Exercise directions: "parameter" is the word to look for; copy each line of the listing where it occurs.

Records provided:
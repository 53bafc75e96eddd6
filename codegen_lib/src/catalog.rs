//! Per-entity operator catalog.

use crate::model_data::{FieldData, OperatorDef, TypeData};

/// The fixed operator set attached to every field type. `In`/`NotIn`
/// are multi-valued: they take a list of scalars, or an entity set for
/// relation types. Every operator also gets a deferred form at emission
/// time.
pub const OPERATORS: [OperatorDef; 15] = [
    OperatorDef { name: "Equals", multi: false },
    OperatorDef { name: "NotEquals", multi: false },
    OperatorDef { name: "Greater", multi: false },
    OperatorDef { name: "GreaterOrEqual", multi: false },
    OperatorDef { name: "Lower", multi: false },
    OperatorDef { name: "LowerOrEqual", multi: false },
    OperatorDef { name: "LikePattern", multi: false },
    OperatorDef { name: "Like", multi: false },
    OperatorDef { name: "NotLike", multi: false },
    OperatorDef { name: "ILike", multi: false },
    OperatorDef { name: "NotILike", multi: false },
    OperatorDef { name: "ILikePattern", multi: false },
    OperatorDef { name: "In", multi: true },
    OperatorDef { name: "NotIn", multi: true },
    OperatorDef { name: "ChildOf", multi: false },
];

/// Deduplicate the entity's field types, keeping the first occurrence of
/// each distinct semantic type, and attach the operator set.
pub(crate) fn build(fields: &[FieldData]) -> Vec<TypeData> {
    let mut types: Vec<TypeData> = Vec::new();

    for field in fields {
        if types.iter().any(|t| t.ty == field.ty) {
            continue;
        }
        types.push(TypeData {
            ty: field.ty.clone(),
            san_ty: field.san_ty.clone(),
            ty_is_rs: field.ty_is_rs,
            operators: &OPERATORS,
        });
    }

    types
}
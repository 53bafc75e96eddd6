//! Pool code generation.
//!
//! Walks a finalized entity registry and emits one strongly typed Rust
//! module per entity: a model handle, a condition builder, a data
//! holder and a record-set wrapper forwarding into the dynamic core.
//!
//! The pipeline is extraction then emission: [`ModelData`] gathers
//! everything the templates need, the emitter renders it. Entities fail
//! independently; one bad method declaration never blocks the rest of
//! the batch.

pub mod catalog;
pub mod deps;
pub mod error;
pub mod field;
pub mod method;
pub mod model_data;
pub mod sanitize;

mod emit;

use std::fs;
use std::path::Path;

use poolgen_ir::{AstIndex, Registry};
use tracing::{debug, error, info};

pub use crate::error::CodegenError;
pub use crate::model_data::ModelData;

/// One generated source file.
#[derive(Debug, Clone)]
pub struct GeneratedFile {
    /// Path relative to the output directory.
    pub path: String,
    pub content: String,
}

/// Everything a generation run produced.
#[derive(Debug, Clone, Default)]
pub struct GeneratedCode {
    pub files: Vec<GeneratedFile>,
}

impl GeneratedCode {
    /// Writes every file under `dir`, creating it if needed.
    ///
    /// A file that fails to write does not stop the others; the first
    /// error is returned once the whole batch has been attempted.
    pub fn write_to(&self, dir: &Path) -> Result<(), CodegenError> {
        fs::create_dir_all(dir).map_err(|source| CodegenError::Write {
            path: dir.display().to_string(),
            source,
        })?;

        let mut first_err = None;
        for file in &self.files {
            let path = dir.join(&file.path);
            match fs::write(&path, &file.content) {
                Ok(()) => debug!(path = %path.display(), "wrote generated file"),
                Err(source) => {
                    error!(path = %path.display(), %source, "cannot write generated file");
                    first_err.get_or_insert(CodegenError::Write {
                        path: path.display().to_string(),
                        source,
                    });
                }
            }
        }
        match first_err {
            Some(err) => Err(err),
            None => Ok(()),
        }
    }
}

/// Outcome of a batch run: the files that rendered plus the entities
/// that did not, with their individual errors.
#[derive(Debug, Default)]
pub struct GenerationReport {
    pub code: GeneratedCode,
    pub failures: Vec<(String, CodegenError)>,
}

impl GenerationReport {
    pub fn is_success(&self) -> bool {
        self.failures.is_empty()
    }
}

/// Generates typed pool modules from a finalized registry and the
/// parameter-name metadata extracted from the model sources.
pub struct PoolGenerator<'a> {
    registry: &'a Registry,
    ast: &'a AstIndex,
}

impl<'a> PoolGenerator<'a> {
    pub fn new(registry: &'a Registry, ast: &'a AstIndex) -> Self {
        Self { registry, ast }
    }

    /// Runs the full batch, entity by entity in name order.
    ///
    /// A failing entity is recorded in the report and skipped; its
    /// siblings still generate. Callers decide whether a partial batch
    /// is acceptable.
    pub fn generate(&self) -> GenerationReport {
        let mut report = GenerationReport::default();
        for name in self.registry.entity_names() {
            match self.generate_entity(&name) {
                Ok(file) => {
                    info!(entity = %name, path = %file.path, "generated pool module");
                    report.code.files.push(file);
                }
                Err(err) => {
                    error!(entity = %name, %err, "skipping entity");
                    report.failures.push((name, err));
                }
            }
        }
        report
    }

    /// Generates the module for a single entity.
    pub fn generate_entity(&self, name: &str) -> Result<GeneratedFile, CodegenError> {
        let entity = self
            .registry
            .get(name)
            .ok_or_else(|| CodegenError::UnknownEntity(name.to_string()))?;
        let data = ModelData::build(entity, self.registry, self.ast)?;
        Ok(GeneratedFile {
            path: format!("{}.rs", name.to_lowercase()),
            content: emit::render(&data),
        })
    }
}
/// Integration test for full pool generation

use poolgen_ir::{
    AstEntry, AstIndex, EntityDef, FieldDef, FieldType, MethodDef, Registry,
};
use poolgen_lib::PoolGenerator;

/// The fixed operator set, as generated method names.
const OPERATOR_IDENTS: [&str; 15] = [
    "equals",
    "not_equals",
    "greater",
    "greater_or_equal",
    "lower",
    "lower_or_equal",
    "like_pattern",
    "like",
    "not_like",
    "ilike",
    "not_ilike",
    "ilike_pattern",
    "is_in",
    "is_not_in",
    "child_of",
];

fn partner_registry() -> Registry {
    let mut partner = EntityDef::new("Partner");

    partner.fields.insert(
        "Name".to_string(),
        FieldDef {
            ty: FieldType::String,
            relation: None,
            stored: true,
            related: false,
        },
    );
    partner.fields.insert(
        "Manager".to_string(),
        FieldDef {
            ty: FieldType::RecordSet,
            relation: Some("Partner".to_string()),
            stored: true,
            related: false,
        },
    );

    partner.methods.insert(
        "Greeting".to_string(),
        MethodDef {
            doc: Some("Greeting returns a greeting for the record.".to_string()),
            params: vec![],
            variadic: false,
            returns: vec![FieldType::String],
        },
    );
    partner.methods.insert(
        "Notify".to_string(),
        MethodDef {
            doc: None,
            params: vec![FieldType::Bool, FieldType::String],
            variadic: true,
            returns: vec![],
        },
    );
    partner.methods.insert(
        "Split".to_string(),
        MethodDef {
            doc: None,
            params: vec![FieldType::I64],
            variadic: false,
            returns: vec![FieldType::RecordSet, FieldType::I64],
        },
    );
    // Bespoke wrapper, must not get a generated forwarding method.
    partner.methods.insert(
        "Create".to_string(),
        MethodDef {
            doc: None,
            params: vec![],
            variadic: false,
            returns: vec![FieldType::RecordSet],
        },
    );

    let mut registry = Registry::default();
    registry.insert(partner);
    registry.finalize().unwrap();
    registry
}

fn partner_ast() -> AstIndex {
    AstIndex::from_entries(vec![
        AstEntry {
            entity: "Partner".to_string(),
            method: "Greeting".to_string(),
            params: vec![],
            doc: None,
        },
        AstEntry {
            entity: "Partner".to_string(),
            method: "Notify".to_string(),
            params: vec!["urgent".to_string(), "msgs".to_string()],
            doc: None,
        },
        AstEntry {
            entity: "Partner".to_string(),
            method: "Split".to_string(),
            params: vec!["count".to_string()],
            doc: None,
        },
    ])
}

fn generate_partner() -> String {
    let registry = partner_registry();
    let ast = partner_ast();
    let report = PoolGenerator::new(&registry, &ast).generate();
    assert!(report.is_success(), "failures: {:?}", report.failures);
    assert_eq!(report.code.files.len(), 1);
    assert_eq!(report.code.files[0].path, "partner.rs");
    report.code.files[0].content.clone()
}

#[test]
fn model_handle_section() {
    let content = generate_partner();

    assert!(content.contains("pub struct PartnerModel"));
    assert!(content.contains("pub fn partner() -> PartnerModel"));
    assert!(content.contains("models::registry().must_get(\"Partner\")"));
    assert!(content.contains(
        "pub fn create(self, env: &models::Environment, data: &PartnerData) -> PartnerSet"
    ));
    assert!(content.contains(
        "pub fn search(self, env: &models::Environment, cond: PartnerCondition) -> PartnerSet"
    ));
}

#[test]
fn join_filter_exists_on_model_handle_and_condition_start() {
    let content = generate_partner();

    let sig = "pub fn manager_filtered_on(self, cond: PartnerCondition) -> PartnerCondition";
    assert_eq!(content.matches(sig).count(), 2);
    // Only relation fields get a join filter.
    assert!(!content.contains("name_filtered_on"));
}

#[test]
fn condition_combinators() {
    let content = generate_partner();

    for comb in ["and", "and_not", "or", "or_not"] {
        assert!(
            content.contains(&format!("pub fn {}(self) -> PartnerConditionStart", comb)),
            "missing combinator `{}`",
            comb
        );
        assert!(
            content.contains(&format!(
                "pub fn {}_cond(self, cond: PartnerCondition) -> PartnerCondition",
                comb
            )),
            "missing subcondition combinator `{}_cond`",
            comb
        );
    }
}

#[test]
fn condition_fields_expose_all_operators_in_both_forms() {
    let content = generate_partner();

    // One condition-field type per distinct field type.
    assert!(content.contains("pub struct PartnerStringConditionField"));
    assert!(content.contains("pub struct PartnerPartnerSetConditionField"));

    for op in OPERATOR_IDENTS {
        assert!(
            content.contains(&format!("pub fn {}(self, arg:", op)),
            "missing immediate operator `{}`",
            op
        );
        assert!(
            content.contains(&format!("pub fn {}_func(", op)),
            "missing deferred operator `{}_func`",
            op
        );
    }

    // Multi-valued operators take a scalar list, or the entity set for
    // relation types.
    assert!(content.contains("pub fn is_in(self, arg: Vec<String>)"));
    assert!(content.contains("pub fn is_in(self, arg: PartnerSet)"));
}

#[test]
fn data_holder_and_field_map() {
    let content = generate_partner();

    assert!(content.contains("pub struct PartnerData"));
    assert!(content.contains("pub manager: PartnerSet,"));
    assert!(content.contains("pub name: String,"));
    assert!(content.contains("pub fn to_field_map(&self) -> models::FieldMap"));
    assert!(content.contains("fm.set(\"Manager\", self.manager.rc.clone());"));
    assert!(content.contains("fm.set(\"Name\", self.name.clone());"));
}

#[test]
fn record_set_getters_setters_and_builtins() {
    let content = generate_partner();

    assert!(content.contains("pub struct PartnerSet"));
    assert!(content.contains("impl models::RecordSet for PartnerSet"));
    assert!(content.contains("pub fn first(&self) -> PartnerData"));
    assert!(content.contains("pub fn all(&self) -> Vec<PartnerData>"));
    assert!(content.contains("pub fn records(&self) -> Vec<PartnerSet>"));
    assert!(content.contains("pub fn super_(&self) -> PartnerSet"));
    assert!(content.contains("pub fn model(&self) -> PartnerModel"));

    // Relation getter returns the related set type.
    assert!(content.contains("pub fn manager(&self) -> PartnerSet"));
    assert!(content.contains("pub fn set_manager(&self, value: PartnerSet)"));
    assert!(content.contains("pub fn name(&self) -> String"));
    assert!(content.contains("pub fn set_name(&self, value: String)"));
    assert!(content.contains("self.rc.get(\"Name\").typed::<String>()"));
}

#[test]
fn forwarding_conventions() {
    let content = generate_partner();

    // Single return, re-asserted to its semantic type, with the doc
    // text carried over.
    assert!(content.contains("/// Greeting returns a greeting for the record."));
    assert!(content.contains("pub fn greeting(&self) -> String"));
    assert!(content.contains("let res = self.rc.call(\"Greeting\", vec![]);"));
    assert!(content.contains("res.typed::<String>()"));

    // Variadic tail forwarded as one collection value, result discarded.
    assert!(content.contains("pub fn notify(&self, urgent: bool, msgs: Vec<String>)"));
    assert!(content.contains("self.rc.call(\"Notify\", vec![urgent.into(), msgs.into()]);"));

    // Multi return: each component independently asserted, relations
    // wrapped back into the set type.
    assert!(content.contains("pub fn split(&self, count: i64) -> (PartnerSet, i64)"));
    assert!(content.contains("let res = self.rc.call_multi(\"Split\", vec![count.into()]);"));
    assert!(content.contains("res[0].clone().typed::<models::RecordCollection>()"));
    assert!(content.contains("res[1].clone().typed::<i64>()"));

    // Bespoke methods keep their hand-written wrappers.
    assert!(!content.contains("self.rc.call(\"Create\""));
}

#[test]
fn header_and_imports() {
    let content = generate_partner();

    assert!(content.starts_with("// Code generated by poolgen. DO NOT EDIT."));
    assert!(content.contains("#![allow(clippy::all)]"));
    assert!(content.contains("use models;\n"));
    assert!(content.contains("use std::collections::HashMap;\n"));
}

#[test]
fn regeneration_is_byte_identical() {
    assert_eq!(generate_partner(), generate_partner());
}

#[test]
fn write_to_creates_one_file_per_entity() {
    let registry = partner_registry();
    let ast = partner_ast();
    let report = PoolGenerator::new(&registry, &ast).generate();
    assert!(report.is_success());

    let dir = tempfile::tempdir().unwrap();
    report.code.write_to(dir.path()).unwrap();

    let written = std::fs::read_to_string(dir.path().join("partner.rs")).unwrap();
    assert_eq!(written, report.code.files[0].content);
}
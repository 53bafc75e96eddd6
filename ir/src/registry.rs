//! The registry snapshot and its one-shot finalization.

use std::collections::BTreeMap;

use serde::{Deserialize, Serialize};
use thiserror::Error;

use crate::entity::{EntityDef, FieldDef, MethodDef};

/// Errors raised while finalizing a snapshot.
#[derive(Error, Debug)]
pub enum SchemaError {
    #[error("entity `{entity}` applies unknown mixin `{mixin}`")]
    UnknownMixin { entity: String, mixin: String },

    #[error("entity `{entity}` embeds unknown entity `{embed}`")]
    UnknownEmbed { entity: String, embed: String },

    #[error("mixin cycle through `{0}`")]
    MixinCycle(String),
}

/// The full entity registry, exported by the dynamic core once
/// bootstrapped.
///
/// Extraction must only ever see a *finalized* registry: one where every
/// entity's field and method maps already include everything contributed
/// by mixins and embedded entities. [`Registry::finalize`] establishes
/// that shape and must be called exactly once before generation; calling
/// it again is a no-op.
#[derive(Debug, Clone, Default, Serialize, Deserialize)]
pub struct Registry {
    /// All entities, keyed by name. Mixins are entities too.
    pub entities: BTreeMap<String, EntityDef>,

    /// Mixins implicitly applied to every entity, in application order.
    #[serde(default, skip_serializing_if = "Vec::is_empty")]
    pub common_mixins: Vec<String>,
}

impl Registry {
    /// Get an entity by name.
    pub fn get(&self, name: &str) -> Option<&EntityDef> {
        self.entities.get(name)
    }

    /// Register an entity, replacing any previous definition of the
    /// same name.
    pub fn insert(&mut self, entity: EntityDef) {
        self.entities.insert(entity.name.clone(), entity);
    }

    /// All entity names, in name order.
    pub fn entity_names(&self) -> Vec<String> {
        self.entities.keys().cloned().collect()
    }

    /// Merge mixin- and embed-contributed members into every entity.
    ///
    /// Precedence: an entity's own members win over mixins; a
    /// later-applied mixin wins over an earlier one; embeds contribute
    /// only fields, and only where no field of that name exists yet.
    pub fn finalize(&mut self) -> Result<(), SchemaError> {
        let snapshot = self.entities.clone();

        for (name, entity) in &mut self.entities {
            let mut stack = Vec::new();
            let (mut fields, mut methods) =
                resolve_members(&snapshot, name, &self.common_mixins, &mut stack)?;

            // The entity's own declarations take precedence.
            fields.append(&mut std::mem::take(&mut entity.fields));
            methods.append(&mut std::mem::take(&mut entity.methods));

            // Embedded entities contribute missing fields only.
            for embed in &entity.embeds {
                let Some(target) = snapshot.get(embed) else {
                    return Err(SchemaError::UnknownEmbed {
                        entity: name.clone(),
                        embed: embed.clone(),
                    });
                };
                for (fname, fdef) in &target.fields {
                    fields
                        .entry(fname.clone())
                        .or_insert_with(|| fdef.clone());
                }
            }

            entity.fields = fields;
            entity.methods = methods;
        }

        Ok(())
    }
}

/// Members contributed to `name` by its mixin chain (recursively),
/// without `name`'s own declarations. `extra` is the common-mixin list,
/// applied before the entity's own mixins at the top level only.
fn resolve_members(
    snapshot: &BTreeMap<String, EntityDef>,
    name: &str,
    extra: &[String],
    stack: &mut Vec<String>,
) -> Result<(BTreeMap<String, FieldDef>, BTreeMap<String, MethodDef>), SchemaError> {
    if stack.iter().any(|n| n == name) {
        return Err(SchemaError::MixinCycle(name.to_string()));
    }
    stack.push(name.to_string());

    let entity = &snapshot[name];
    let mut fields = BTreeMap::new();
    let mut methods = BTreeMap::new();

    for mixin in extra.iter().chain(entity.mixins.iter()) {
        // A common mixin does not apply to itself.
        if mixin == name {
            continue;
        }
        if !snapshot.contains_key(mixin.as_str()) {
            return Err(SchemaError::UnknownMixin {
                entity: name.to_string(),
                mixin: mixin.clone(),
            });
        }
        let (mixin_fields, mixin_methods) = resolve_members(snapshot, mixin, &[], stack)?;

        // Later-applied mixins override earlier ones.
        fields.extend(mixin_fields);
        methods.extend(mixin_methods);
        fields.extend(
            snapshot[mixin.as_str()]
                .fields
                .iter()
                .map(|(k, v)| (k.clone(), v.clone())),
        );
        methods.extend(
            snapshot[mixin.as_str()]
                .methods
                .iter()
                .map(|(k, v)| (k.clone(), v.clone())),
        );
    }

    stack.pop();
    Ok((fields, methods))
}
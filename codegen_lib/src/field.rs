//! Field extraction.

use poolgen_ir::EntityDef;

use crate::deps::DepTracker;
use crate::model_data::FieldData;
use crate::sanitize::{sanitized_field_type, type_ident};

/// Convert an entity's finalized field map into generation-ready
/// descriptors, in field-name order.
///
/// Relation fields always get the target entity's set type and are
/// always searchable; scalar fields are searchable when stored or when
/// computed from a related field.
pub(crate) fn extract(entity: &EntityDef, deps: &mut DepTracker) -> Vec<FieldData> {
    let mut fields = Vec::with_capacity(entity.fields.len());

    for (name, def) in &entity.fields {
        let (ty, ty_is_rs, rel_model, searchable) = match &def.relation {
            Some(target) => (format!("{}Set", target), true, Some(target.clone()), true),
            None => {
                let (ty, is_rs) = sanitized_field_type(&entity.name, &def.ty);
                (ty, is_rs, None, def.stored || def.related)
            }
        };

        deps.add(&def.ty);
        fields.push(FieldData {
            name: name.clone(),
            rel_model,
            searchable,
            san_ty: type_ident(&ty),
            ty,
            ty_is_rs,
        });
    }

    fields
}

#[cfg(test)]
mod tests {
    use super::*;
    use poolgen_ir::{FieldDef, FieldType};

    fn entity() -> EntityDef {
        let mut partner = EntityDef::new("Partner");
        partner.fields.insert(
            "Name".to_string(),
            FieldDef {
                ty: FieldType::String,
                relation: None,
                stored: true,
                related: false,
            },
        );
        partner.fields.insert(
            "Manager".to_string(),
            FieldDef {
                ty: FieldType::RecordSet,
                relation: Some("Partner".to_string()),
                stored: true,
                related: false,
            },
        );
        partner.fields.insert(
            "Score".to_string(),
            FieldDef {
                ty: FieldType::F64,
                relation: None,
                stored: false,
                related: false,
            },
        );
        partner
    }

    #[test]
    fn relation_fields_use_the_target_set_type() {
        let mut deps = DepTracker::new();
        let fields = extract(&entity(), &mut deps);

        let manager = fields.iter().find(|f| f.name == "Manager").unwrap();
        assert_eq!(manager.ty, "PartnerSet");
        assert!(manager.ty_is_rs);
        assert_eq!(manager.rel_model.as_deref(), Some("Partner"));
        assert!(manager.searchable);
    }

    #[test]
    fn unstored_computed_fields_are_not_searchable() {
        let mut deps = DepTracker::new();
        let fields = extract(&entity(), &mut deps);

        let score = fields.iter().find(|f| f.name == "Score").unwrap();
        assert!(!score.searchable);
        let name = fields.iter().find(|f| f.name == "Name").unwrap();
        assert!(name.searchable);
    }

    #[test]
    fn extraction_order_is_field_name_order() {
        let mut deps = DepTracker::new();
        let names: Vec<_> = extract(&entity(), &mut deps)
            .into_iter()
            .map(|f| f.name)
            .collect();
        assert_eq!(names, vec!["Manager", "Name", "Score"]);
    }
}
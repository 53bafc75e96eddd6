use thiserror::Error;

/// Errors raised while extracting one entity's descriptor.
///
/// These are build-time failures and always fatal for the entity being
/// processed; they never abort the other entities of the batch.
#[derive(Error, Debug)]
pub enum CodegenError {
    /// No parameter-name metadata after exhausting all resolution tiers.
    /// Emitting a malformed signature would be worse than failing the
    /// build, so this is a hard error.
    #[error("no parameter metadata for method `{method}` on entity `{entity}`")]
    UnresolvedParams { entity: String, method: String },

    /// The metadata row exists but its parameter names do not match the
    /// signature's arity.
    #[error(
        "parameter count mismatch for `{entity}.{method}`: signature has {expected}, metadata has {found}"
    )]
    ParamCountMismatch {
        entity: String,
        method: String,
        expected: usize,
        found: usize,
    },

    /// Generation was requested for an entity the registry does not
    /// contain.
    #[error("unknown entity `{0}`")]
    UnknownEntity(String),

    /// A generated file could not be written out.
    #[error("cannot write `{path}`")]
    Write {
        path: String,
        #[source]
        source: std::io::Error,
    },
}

Result:
/// parameter-name metadata extracted from the model sources.
    /// No parameter-name metadata after exhausting all resolution tiers.
    #[error("no parameter metadata for method `{method}` on entity `{entity}`")]
    /// The metadata row exists but its parameter names do not match the
        "parameter count mismatch for `{entity}.{method}`: signature has {expected}, metadata has {found}"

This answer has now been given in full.